(Beginning of RECORDS FOR THIS TASK)

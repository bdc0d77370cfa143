// In-process stand-in for Jenkins.
// Listens on an ephemeral localhost port, records every request it sees and
// answers with whatever the test's responder returns. One request per
// connection (`Connection: close`) keeps the parsing trivial.

#![allow(dead_code)]

use std::collections::HashMap;
use std::io::{BufRead, BufReader, Read, Write};
use std::net::{TcpListener, TcpStream};
use std::sync::{Arc, Mutex};
use std::thread;

use base64::Engine;

#[derive(Debug, Clone)]
pub struct RecordedRequest {
    pub method: String,
    /// Path plus query, exactly as sent on the request line.
    pub target: String,
    /// Header names are lowercased.
    pub headers: HashMap<String, String>,
    pub body: String,
}

impl RecordedRequest {
    pub fn header(&self, name: &str) -> Option<&str> {
        self.headers.get(&name.to_ascii_lowercase()).map(String::as_str)
    }

    /// Decoded `user:password` from a Basic Authorization header.
    pub fn basic_auth(&self) -> Option<String> {
        let encoded = self.header("authorization")?.strip_prefix("Basic ")?;
        let raw = base64::engine::general_purpose::STANDARD
            .decode(encoded)
            .expect("authorization header is not base64");
        Some(String::from_utf8(raw).expect("authorization header is not utf-8"))
    }

    /// Decoded form fields of an `application/x-www-form-urlencoded` body.
    pub fn form(&self) -> Vec<(String, String)> {
        let url = reqwest::Url::parse(&format!("http://form.invalid/?{}", self.body))
            .expect("form body does not parse");
        url.query_pairs()
            .map(|(k, v)| (k.into_owned(), v.into_owned()))
            .collect()
    }
}

/// A reply from the mock: status code and body text.
pub struct Reply {
    pub status: u16,
    pub body: String,
}

impl Reply {
    pub fn ok(body: impl Into<String>) -> Self {
        Self {
            status: 200,
            body: body.into(),
        }
    }

    pub fn status(status: u16, body: impl Into<String>) -> Self {
        Self {
            status,
            body: body.into(),
        }
    }
}

pub struct MockJenkins {
    url: String,
    requests: Arc<Mutex<Vec<RecordedRequest>>>,
}

impl MockJenkins {
    pub fn start<F>(responder: F) -> Self
    where
        F: Fn(&RecordedRequest) -> Reply + Send + 'static,
    {
        let listener = TcpListener::bind("127.0.0.1:0").expect("bind mock jenkins");
        let url = format!("http://{}", listener.local_addr().unwrap());
        let requests = Arc::new(Mutex::new(Vec::new()));

        let seen = Arc::clone(&requests);
        thread::spawn(move || {
            for stream in listener.incoming() {
                let Ok(stream) = stream else { break };
                if let Some(request) = read_request(&stream) {
                    let reply = responder(&request);
                    seen.lock().unwrap().push(request);
                    write_reply(stream, &reply);
                }
            }
        });

        Self { url, requests }
    }

    /// Standard Jenkins: crumb issuer answers `crumb`, validate answers
    /// `result`.
    pub fn jenkins(crumb: &'static str, result: &'static str) -> Self {
        Self::start(move |req| {
            if req.target.starts_with("/crumbIssuer/") {
                Reply::ok(crumb)
            } else if req.target == "/pipeline-model-converter/validate" {
                Reply::ok(result)
            } else {
                Reply::status(404, "not found")
            }
        })
    }

    pub fn url(&self) -> &str {
        &self.url
    }

    pub fn requests(&self) -> Vec<RecordedRequest> {
        self.requests.lock().unwrap().clone()
    }
}

fn read_request(stream: &TcpStream) -> Option<RecordedRequest> {
    let mut reader = BufReader::new(stream);

    let mut line = String::new();
    reader.read_line(&mut line).ok()?;
    let mut parts = line.split_whitespace();
    let method = parts.next()?.to_string();
    let target = parts.next()?.to_string();

    let mut headers = HashMap::new();
    loop {
        let mut line = String::new();
        reader.read_line(&mut line).ok()?;
        let line = line.trim_end();
        if line.is_empty() {
            break;
        }
        if let Some((name, value)) = line.split_once(':') {
            headers.insert(name.trim().to_ascii_lowercase(), value.trim().to_string());
        }
    }

    let len = headers
        .get("content-length")
        .and_then(|v| v.parse::<usize>().ok())
        .unwrap_or(0);
    let mut body = vec![0; len];
    reader.read_exact(&mut body).ok()?;

    Some(RecordedRequest {
        method,
        target,
        headers,
        body: String::from_utf8_lossy(&body).into_owned(),
    })
}

fn write_reply(mut stream: TcpStream, reply: &Reply) {
    let head = format!(
        "HTTP/1.1 {} Mock\r\nContent-Type: text/plain;charset=utf-8\r\nContent-Length: {}\r\nConnection: close\r\n\r\n",
        reply.status,
        reply.body.len()
    );
    let _ = stream.write_all(head.as_bytes());
    let _ = stream.write_all(reply.body.as_bytes());
    let _ = stream.flush();
}

/// An address nothing is listening on.
pub fn closed_url() -> String {
    let listener = TcpListener::bind("127.0.0.1:0").unwrap();
    let addr = listener.local_addr().unwrap();
    drop(listener);
    format!("http://{addr}")
}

(End of RECORDS FOR THIS TASK)

• **TASK**
In full and without changes, give the data above once more.

• **EXERCISE ANSWER**
repository bdc0d77370cfa143
// In-process stand-in for Jenkins.
// Listens on an ephemeral localhost port, records every request it sees and
// answers with whatever the test's responder returns. One request per
// connection (`Connection: close`) keeps the parsing trivial.

#![allow(dead_code)]

use std::collections::HashMap;
use std::io::{BufRead, BufReader, Read, Write};
use std::net::{TcpListener, TcpStream};
use std::sync::{Arc, Mutex};
use std::thread;

use base64::Engine;

#[derive(Debug, Clone)]
pub struct RecordedRequest {
    pub method: String,
    /// Path plus query, exactly as sent on the request line.
    pub target: String,
    /// Header names are lowercased.
    pub headers: HashMap<String, String>,
    pub body: String,
}

impl RecordedRequest {
    pub fn header(&self, name: &str) -> Option<&str> {
        self.headers.get(&name.to_ascii_lowercase()).map(String::as_str)
    }

    /// Decoded `user:password` from a Basic Authorization header.
    pub fn basic_auth(&self) -> Option<String> {
        let encoded = self.header("authorization")?.strip_prefix("Basic ")?;
        let raw = base64::engine::general_purpose::STANDARD
            .decode(encoded)
            .expect("authorization header is not base64");
        Some(String::from_utf8(raw).expect("authorization header is not utf-8"))
    }

    /// Decoded form fields of an `application/x-www-form-urlencoded` body.
    pub fn form(&self) -> Vec<(String, String)> {
        let url = reqwest::Url::parse(&format!("http://form.invalid/?{}", self.body))
            .expect("form body does not parse");
        url.query_pairs()
            .map(|(k, v)| (k.into_owned(), v.into_owned()))
            .collect()
    }
}

/// A reply from the mock: status code and body text.
pub struct Reply {
    pub status: u16,
    pub body: String,
}

impl Reply {
    pub fn ok(body: impl Into<String>) -> Self {
        Self {
            status: 200,
            body: body.into(),
        }
    }

    pub fn status(status: u16, body: impl Into<String>) -> Self {
        Self {
            status,
            body: body.into(),
        }
    }
}

pub struct MockJenkins {
    url: String,
    requests: Arc<Mutex<Vec<RecordedRequest>>>,
}

impl MockJenkins {
    pub fn start<F>(responder: F) -> Self
    where
        F: Fn(&RecordedRequest) -> Reply + Send + 'static,
    {
        let listener = TcpListener::bind("127.0.0.1:0").expect("bind mock jenkins");
        let url = format!("http://{}", listener.local_addr().unwrap());
        let requests = Arc::new(Mutex::new(Vec::new()));

        let seen = Arc::clone(&requests);
        thread::spawn(move || {
            for stream in listener.incoming() {
                let Ok(stream) = stream else { break };
                if let Some(request) = read_request(&stream) {
                    let reply = responder(&request);
                    seen.lock().unwrap().push(request);
                    write_reply(stream, &reply);
                }
            }
        });

        Self { url, requests }
    }

    /// Standard Jenkins: crumb issuer answers `crumb`, validate answers
    /// `result`.
    pub fn jenkins(crumb: &'static str, result: &'static str) -> Self {
        Self::start(move |req| {
            if req.target.starts_with("/crumbIssuer/") {
                Reply::ok(crumb)
            } else if req.target == "/pipeline-model-converter/validate" {
                Reply::ok(result)
            } else {
                Reply::status(404, "not found")
            }
        })
    }

    pub fn url(&self) -> &str {
        &self.url
    }

    pub fn requests(&self) -> Vec<RecordedRequest> {
        self.requests.lock().unwrap().clone()
    }
}

fn read_request(stream: &TcpStream) -> Option<RecordedRequest> {
    let mut reader = BufReader::new(stream);

    let mut line = String::new();
    reader.read_line(&mut line).ok()?;
    let mut parts = line.split_whitespace();
    let method = parts.next()?.to_string();
    let target = parts.next()?.to_string();

    let mut headers = HashMap::new();
    loop {
        let mut line = String::new();
        reader.read_line(&mut line).ok()?;
        let line = line.trim_end();
        if line.is_empty() {
            break;
        }
        if let Some((name, value)) = line.split_once(':') {
            headers.insert(name.trim().to_ascii_lowercase(), value.trim().to_string());
        }
    }

    let len = headers
        .get("content-length")
        .and_then(|v| v.parse::<usize>().ok())
        .unwrap_or(0);
    let mut body = vec![0; len];
    reader.read_exact(&mut body).ok()?;

    Some(RecordedRequest {
        method,
        target,
        headers,
        body: String::from_utf8_lossy(&body).into_owned(),
    })
}

fn write_reply(mut stream: TcpStream, reply: &Reply) {
    let head = format!(
        "HTTP/1.1 {} Mock\r\nContent-Type: text/plain;charset=utf-8\r\nContent-Length: {}\r\nConnection: close\r\n\r\n",
        reply.status,
        reply.body.len()
    );
    let _ = stream.write_all(head.as_bytes());
    let _ = stream.write_all(reply.body.as_bytes());
    let _ = stream.flush();
}

/// An address nothing is listening on.
pub fn closed_url() -> String {
    let listener = TcpListener::bind("127.0.0.1:0").unwrap();
    let addr = listener.local_addr().unwrap();
    drop(listener);
    format!("http://{addr}")
}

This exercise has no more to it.